- [WORK REQUIRED]
Check each line of the entries below for the word "Uuid", and copy out the ones that have it.

- [DATASET ENTRIES]
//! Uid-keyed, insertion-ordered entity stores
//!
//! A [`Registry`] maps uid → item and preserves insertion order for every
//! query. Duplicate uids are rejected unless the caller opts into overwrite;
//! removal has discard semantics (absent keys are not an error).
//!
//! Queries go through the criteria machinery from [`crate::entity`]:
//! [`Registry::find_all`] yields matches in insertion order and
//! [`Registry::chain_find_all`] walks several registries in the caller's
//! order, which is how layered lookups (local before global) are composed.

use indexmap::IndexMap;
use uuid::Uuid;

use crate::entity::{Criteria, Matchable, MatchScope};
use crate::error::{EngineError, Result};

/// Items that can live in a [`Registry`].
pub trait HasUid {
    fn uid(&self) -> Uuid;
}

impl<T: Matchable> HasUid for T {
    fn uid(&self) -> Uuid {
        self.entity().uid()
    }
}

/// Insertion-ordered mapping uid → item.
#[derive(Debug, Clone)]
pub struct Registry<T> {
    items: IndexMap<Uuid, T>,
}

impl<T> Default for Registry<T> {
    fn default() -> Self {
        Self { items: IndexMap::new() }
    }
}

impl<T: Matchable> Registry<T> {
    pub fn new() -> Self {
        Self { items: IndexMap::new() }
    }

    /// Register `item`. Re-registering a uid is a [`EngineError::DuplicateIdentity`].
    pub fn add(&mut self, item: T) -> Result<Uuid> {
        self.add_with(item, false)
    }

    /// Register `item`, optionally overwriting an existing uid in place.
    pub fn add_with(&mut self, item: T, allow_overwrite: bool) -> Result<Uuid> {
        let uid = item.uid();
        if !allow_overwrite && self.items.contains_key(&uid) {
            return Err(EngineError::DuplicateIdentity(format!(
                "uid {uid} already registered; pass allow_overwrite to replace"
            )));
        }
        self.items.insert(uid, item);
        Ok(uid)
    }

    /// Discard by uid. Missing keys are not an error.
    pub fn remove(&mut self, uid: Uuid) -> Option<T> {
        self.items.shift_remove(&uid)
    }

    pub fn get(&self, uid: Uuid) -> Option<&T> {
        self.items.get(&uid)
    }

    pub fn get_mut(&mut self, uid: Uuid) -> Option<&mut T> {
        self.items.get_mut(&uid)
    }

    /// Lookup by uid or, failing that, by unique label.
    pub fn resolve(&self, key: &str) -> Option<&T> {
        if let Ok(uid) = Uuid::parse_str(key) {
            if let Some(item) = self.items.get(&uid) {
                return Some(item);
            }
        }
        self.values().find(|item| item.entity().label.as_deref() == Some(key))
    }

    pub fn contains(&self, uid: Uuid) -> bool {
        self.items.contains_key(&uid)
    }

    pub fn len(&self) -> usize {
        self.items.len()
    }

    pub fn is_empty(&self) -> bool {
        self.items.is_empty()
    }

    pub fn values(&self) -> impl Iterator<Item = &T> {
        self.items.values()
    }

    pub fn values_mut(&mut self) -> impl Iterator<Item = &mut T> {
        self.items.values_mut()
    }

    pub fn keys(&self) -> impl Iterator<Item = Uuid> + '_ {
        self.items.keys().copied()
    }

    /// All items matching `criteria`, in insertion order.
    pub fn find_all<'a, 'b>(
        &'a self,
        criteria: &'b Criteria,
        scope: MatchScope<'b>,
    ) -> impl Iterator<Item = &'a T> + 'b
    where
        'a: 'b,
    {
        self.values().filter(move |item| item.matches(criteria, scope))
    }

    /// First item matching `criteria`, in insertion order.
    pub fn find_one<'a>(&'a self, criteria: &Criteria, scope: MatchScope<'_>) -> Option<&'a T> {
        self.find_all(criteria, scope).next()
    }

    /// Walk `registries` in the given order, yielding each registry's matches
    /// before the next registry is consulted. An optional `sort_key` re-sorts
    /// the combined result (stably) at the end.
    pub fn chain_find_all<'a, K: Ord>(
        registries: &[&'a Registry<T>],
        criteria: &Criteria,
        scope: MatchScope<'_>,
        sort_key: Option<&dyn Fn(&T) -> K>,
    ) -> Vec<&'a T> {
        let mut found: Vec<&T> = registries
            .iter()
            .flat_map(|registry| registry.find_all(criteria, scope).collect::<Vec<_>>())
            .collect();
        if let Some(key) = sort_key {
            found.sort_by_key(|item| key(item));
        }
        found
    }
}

- [ANSWER TO THIS EXERCISE]
use uuid::Uuid;
    fn uid(&self) -> Uuid;
    fn uid(&self) -> Uuid {
    items: IndexMap<Uuid, T>,
    pub fn add(&mut self, item: T) -> Result<Uuid> {
    pub fn add_with(&mut self, item: T, allow_overwrite: bool) -> Result<Uuid> {
    pub fn remove(&mut self, uid: Uuid) -> Option<T> {
    pub fn get(&self, uid: Uuid) -> Option<&T> {
    pub fn get_mut(&mut self, uid: Uuid) -> Option<&mut T> {
        if let Ok(uid) = Uuid::parse_str(key) {
    pub fn contains(&self, uid: Uuid) -> bool {
    pub fn keys(&self) -> impl Iterator<Item = Uuid> + '_ {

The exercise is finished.